### INSTRUCTIONS FOR THE TASK
Every line of the records below that holds the word "before" belongs in the answer.
(INFORMATION SUPPLIED)
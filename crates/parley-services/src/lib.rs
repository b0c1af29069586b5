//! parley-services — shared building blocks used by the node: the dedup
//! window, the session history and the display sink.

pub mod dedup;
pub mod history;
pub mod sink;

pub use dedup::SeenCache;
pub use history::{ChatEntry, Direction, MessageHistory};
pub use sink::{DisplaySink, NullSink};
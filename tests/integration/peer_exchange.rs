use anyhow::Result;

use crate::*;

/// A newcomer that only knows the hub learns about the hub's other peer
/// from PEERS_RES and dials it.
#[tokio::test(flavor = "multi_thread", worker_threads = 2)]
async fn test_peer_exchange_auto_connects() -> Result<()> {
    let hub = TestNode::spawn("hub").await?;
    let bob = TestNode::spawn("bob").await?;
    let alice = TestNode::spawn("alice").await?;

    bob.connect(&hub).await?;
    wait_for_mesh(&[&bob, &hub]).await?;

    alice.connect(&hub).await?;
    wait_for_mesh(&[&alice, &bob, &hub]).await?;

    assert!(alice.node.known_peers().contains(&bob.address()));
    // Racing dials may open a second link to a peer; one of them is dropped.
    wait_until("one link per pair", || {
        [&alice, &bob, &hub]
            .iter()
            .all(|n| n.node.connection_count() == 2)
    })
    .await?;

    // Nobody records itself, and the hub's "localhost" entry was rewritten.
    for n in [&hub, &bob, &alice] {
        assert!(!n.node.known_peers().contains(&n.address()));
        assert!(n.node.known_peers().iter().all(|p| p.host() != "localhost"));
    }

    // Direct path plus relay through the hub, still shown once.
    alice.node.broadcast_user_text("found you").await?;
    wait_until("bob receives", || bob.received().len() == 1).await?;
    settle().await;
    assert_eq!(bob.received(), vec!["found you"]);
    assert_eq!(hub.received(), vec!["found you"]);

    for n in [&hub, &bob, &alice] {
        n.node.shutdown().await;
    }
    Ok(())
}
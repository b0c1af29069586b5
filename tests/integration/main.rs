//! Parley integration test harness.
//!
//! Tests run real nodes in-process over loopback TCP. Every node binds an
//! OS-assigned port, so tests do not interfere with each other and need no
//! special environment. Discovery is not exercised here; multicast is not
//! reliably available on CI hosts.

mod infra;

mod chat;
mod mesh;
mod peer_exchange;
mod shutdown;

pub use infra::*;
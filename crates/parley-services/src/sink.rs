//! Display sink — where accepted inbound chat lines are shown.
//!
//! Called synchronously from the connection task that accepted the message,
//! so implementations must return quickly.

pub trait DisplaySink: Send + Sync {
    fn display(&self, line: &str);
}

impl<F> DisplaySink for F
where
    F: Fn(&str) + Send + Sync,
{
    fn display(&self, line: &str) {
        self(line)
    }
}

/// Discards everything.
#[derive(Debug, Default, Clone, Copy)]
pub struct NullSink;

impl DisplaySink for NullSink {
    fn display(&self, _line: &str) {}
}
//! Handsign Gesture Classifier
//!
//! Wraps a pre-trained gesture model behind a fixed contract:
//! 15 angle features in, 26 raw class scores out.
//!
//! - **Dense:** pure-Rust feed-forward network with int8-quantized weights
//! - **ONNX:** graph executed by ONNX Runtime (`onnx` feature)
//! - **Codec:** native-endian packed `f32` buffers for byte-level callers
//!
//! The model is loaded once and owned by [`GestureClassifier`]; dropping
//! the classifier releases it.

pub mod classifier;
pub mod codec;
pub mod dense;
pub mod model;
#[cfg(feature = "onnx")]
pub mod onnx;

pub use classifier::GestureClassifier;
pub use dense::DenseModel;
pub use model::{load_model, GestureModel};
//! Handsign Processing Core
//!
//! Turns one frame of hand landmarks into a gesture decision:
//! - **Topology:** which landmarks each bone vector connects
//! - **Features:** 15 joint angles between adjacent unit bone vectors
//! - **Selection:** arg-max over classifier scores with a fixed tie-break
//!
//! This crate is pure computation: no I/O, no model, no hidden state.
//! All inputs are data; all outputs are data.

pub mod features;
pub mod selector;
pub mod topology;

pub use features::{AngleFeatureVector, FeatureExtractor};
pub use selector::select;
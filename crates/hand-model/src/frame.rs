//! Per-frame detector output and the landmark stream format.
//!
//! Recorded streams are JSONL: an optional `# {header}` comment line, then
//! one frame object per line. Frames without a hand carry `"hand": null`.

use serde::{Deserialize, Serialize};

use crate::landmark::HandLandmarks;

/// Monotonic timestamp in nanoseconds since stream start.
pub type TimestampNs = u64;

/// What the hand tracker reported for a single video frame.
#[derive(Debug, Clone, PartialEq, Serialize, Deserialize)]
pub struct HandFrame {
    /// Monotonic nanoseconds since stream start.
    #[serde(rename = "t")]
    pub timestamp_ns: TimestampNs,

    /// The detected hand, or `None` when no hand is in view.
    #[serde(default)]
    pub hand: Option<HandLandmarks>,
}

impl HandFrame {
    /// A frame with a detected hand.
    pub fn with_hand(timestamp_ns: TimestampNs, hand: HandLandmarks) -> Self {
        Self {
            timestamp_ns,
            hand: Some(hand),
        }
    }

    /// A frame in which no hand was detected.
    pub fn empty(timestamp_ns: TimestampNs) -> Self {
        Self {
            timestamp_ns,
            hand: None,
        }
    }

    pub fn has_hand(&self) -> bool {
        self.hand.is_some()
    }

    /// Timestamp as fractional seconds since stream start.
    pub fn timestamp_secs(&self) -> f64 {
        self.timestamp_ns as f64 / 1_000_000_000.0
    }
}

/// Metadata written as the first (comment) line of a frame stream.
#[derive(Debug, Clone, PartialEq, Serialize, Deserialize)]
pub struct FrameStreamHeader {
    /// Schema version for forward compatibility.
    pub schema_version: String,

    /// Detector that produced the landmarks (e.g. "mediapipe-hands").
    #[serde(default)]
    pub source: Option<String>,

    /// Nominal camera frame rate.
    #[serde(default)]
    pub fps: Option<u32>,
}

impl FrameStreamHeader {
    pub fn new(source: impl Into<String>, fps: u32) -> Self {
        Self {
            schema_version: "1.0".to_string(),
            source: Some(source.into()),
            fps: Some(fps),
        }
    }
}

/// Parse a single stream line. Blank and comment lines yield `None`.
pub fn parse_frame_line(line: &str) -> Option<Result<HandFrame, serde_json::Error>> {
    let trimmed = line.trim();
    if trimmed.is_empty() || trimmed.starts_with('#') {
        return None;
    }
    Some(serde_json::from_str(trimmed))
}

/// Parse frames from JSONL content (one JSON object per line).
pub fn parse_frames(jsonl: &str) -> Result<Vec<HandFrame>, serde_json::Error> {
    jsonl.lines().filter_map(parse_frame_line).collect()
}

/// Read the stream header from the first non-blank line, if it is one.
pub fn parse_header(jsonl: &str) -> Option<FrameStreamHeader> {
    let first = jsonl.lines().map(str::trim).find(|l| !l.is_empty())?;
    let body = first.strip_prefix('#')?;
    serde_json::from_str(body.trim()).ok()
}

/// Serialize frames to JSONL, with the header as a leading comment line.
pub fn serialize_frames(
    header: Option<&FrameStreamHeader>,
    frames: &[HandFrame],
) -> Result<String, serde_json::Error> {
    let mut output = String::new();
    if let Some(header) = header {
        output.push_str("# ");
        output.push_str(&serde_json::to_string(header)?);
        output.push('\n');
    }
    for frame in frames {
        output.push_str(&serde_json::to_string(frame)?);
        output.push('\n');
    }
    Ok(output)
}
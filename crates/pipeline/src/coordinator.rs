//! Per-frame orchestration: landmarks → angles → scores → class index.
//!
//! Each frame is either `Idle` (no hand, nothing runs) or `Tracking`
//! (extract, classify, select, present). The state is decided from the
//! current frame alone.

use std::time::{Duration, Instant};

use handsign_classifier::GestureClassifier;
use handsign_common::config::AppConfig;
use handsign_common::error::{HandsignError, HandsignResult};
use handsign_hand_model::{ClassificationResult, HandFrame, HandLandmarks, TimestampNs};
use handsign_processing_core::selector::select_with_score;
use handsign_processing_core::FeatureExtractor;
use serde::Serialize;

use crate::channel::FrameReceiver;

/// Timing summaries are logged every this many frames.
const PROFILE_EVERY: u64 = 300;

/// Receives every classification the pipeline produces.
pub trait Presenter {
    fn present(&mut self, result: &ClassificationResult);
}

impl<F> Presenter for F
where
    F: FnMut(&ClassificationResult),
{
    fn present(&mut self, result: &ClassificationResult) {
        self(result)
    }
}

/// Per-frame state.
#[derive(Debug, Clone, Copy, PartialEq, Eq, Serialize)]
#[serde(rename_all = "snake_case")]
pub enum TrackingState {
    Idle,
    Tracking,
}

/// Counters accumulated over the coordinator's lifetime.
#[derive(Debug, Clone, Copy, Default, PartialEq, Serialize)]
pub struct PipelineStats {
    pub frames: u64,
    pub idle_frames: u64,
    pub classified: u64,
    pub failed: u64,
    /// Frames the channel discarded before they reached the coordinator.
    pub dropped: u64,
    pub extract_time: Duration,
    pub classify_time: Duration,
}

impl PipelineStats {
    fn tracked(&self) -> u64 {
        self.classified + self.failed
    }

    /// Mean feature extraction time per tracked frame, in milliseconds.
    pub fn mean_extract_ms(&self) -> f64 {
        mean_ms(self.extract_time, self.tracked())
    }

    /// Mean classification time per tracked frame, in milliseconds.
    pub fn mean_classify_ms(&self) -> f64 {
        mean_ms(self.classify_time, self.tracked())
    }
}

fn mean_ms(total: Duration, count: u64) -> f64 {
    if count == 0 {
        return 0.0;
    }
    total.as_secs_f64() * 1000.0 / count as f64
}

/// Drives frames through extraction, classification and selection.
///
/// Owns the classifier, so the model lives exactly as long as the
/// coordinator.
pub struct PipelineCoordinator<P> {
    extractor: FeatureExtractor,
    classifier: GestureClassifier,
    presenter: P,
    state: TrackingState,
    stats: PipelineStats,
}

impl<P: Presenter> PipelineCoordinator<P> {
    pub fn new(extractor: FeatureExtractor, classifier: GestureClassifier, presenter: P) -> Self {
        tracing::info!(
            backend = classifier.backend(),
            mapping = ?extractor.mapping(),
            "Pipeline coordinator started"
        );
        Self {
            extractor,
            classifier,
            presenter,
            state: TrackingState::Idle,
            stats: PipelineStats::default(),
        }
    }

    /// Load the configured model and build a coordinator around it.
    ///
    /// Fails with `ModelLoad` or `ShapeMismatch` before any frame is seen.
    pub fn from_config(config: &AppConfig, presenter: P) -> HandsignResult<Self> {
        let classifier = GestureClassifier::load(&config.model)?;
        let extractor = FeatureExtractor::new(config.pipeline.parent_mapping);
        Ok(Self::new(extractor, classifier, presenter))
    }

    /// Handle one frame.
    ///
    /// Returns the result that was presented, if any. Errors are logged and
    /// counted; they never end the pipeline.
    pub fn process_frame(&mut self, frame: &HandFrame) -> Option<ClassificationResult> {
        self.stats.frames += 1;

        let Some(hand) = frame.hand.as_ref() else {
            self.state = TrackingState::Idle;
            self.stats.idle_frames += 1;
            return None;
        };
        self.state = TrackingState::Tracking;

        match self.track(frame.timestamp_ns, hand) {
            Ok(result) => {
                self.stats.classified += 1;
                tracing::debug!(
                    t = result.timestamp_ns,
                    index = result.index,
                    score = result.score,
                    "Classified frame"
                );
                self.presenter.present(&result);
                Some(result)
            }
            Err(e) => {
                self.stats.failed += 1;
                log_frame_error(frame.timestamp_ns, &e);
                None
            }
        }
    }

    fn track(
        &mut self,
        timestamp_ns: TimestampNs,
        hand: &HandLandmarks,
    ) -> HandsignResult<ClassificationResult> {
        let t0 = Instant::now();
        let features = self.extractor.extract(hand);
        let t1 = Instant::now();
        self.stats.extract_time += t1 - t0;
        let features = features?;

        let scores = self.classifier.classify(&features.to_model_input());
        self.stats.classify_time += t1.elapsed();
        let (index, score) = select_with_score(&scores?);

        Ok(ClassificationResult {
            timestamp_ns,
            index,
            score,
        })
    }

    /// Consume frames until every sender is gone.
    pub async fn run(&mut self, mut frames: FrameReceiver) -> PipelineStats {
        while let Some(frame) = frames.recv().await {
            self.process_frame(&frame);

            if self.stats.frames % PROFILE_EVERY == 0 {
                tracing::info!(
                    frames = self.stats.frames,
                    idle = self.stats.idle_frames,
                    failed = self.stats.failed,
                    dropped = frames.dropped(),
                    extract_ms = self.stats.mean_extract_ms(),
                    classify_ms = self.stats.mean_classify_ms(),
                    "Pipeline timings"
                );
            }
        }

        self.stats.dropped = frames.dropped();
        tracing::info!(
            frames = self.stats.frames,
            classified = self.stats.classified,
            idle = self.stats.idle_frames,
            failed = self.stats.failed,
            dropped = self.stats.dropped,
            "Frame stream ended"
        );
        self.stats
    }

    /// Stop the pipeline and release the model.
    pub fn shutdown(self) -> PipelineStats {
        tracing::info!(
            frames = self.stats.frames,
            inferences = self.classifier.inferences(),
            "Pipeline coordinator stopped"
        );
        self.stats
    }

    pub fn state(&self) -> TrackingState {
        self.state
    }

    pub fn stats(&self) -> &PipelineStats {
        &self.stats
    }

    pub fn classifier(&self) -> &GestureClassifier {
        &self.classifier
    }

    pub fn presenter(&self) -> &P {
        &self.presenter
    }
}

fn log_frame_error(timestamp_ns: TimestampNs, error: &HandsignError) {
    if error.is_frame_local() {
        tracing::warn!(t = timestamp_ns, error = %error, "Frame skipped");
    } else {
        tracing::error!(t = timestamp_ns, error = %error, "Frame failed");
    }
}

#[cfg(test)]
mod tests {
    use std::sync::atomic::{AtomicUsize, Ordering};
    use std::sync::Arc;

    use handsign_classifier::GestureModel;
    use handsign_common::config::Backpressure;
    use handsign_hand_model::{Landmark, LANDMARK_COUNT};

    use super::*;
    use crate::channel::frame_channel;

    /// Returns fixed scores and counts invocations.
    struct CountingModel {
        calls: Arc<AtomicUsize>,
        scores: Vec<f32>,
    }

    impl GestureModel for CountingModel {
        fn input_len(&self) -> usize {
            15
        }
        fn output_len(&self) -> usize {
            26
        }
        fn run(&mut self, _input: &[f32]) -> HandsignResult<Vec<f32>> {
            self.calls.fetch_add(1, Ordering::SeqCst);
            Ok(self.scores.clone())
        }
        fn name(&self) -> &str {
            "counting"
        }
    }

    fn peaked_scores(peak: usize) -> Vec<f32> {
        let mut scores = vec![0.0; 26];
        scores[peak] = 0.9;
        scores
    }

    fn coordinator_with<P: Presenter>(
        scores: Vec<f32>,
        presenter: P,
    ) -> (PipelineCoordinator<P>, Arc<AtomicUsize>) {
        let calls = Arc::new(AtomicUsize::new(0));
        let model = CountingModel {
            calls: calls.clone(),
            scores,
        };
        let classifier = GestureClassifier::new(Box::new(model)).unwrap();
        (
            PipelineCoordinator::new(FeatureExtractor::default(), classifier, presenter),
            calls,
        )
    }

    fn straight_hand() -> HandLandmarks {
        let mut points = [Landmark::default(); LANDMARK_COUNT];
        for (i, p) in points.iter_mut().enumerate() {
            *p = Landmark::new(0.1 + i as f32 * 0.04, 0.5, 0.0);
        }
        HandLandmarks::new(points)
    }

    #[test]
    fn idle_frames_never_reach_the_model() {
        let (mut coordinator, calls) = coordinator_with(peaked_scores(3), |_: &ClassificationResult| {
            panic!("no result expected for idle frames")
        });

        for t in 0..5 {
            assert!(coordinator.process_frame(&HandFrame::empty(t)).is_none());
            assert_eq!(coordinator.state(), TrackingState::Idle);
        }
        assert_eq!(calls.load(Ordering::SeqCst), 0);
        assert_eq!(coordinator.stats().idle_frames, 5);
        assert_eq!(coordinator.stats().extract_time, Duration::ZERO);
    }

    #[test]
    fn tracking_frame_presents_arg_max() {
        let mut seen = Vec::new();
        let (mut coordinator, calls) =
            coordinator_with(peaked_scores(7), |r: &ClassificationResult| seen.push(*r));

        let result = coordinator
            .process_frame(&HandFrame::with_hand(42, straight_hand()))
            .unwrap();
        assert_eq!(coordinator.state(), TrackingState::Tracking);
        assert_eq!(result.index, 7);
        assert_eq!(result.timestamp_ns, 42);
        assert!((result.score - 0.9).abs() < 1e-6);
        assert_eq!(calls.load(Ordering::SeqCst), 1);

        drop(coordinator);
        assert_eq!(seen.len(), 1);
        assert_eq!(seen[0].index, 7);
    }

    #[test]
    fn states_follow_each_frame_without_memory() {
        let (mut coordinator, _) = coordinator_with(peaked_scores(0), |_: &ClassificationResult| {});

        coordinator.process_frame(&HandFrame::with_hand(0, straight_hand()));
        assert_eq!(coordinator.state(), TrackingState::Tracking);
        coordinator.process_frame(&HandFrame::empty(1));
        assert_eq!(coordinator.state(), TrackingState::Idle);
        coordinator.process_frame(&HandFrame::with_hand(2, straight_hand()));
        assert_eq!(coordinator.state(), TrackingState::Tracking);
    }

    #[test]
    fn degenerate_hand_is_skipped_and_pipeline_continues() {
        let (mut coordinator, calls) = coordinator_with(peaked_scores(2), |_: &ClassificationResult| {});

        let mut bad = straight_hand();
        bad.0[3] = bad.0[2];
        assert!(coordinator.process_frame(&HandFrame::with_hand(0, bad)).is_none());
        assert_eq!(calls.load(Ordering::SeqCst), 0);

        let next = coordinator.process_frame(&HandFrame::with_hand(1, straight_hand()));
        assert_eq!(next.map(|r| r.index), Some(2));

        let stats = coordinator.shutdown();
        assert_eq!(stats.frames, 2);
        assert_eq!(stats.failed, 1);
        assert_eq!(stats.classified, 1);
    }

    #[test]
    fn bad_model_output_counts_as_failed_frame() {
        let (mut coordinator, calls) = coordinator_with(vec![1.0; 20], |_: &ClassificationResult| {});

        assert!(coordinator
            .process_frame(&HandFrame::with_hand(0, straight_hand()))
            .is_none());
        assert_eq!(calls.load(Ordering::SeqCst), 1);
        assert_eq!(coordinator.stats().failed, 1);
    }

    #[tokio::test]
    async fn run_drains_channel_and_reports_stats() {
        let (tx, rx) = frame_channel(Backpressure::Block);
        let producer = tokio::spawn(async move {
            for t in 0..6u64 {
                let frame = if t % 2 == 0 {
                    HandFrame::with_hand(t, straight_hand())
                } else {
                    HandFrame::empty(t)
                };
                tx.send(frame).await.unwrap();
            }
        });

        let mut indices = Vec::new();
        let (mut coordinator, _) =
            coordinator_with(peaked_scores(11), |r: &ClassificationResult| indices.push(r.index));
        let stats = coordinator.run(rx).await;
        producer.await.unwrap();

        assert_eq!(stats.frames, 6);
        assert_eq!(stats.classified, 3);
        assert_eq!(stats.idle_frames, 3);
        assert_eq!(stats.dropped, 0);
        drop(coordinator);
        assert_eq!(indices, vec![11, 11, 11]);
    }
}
(End INFORMATION SUPPLIED)
### TASK OUTPUT
    /// Frames the channel discarded before they reached the coordinator.
    /// Fails with `ModelLoad` or `ShapeMismatch` before any frame is seen.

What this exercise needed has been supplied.